Gingered Tilapia & Kale/Swiss Chard

Here is one of my families favorite fish recipes:

Gingered Tilapia & Kale/Swiss Chard

4-10 Tilapia Filets (delicious with other fish too)
1 ½ tbsp or more grated fresh ginger
1 ½ tbsp or more chopped garlic
½ tsp. each salt & pepper
1 ½ tbsp. olive oil
1 small onion chopped
2-3 bunches Kale or Swiss Chard, stems removed and leaves roughly chopped
¼ cup chicken broth
¼ cup white wine
Lemon Juice
Braggs liquid (natural soy sauce) to taste
Serve over Whole Grain Brown Rice Cooked

Sprinkle half oil into skillet, add ½ ginger and ½ garlic. Layer fish on top. Sprinkle with Salt & Pepper.

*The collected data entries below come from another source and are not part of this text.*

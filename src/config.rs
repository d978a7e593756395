//! Configuration module for the transaction client
//!
//! This module handles configuration loading from TOML files and environment
//! variables, and provides the structured configuration types every client
//! component is built from. A `ClientConfig` is created once per client and
//! passed around explicitly.

use crate::tx_builder::envelope::SignMode;
use crate::tx_builder::errors::{PipelineResult, TxError};
use crate::tx_builder::fee::{Coins, DecCoins};
use crate::types::BroadcastMode;
use anyhow::Context;
use serde::{Deserialize, Serialize};
use std::path::Path;
use std::time::Duration;

/// Main client configuration
#[derive(Debug, Clone, Serialize, Deserialize)]
pub struct ClientConfig {
    /// Chain id bound into every signature
    pub chain_id: String,

    /// Default gas limit
    #[serde(default = "default_gas")]
    pub gas: u64,

    /// Multiplier applied to simulated gas
    #[serde(default = "default_gas_adjustment")]
    pub gas_adjustment: f64,

    /// Default explicit fee, e.g. `"5000uiris"`
    #[serde(default)]
    pub fee: Option<String>,

    /// Default gas prices, e.g. `"0.025uiris"`
    #[serde(default)]
    pub gas_prices: Option<String>,

    #[serde(default)]
    pub mode: BroadcastMode,

    #[serde(default = "default_sign_mode")]
    pub sign_mode: SignMode,

    /// Overall deadline for one send in milliseconds; none by default
    #[serde(default)]
    pub send_timeout_ms: Option<u64>,

    #[serde(default)]
    pub sequence: SequenceConfig,

    #[serde(default)]
    pub batch: BatchConfig,
}

#[derive(Debug, Clone, Serialize, Deserialize)]
pub struct SequenceConfig {
    /// Lifetime of a cached account state in seconds
    #[serde(default = "default_cache_ttl_secs")]
    pub cache_ttl_secs: u64,

    /// Number of lock shards senders are spread across
    #[serde(default = "default_lock_shards")]
    pub lock_shards: usize,

    /// Submissions per send before a sequence conflict is surfaced
    #[serde(default = "default_max_attempts")]
    pub max_attempts: u32,
}

#[derive(Debug, Clone, Serialize, Deserialize)]
pub struct BatchConfig {
    /// Messages per transaction a batch starts with
    #[serde(default = "default_max_batch_size")]
    pub max_batch_size: usize,

    /// Largest encoded transaction submitted, in bytes
    #[serde(default = "default_max_tx_bytes")]
    pub max_tx_bytes: usize,
}

// Default value functions
fn default_gas() -> u64 { 200_000 }
fn default_gas_adjustment() -> f64 { 1.0 }
fn default_sign_mode() -> SignMode { SignMode::Direct }
fn default_cache_ttl_secs() -> u64 { 60 }
fn default_lock_shards() -> usize { 16 }
fn default_max_attempts() -> u32 { 3 }
fn default_max_batch_size() -> usize { 100 }
fn default_max_tx_bytes() -> usize { 1_048_576 }

impl Default for SequenceConfig {
    fn default() -> Self {
        Self {
            cache_ttl_secs: default_cache_ttl_secs(),
            lock_shards: default_lock_shards(),
            max_attempts: default_max_attempts(),
        }
    }
}

impl Default for BatchConfig {
    fn default() -> Self {
        Self {
            max_batch_size: default_max_batch_size(),
            max_tx_bytes: default_max_tx_bytes(),
        }
    }
}

impl ClientConfig {
    /// Configuration for `chain_id` with every other field at its default
    pub fn new(chain_id: impl Into<String>) -> Self {
        Self {
            chain_id: chain_id.into(),
            gas: default_gas(),
            gas_adjustment: default_gas_adjustment(),
            fee: None,
            gas_prices: None,
            mode: BroadcastMode::default(),
            sign_mode: default_sign_mode(),
            send_timeout_ms: None,
            sequence: SequenceConfig::default(),
            batch: BatchConfig::default(),
        }
    }

    /// Parse configuration from TOML text
    pub fn from_toml_str(content: &str) -> anyhow::Result<Self> {
        let config: ClientConfig = toml::from_str(content).context("invalid client configuration")?;
        Ok(config)
    }

    /// Load configuration from TOML file
    pub fn from_file(path: impl AsRef<Path>) -> anyhow::Result<Self> {
        let path = path.as_ref();
        let content = std::fs::read_to_string(path)
            .with_context(|| format!("failed to read {}", path.display()))?;
        Self::from_toml_str(&content)
    }

    /// Load configuration with environment variable overrides
    ///
    /// A `.env` file is honoured when present. Recognised variables are
    /// `TX_CHAIN_ID`, `TX_GAS`, `TX_FEE`, `TX_GAS_PRICES` and
    /// `TX_BROADCAST_MODE`.
    pub fn from_file_with_env(path: impl AsRef<Path>) -> anyhow::Result<Self> {
        dotenvy::dotenv().ok();
        let mut config = Self::from_file(path)?;
        config.apply_overrides(|key| std::env::var(key).ok())?;
        Ok(config)
    }

    /// Apply overrides from a variable lookup
    pub fn apply_overrides<F>(&mut self, lookup: F) -> anyhow::Result<()>
    where
        F: Fn(&str) -> Option<String>,
    {
        if let Some(chain_id) = lookup("TX_CHAIN_ID") {
            self.chain_id = chain_id;
        }
        if let Some(gas) = lookup("TX_GAS") {
            self.gas = gas
                .trim()
                .parse()
                .with_context(|| format!("TX_GAS is not a number: {:?}", gas))?;
        }
        if let Some(fee) = lookup("TX_FEE") {
            self.fee = Some(fee);
        }
        if let Some(gas_prices) = lookup("TX_GAS_PRICES") {
            self.gas_prices = Some(gas_prices);
        }
        if let Some(mode) = lookup("TX_BROADCAST_MODE") {
            self.mode = mode.parse()?;
        }
        Ok(())
    }

    /// Check the configuration for values no client can work with
    pub fn validate(&self) -> PipelineResult<()> {
        if self.chain_id.trim().is_empty() {
            return Err(TxError::config("chain_id must not be empty"));
        }
        if self.sequence.lock_shards == 0 {
            return Err(TxError::config("sequence.lock_shards must be at least 1"));
        }
        if self.sequence.max_attempts == 0 {
            return Err(TxError::config("sequence.max_attempts must be at least 1"));
        }
        if self.batch.max_batch_size == 0 {
            return Err(TxError::config("batch.max_batch_size must be at least 1"));
        }
        if !(self.gas_adjustment.is_finite() && self.gas_adjustment > 0.0) {
            return Err(TxError::config(format!(
                "gas_adjustment must be positive, got {}",
                self.gas_adjustment
            )));
        }
        let (fees, gas_prices) = self.fee_spec()?;
        if !fees.is_zero() && !gas_prices.is_zero() {
            return Err(TxError::ConflictingFeeSpec {
                fees: fees.to_string(),
                gas_prices: gas_prices.to_string(),
            });
        }
        Ok(())
    }

    /// Parsed default fee and gas prices
    pub fn fee_spec(&self) -> PipelineResult<(Coins, DecCoins)> {
        let fees = match &self.fee {
            Some(fee) => Coins::parse(fee)?,
            None => Coins::default(),
        };
        let gas_prices = match &self.gas_prices {
            Some(prices) => DecCoins::parse(prices)?,
            None => DecCoins::default(),
        };
        Ok((fees, gas_prices))
    }

    pub fn cache_ttl(&self) -> Duration {
        Duration::from_secs(self.sequence.cache_ttl_secs)
    }

    pub fn send_timeout(&self) -> Option<Duration> {
        self.send_timeout_ms.map(Duration::from_millis)
    }
}

impl Default for ClientConfig {
    fn default() -> Self {
        Self::new("")
    }
}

Cook 2-3 minutes per side over medium high heat until fish flakes.Sprinkle with some lemon juice while cooking. Remove from skillet and keep warm. Heat remaining ½ tbsp. oil in skillet. Cook onion & remaining ginger & garlic, cook 3-5 minutes. Add Kale or Swiss Chard, remaining Salt & Pepper, chicken broth and wine to skillet. Cook 3-5 minutes, stirring until Kale is wilted. Spray with some Braggs liquid soy to taste (approx. 1 tsp-1 tbsp). Serve Fish and Kale over Cooked Whole Grain Brown Rice.

*Kale shrinks down a lot so it will seem like a lot when beginning to cook.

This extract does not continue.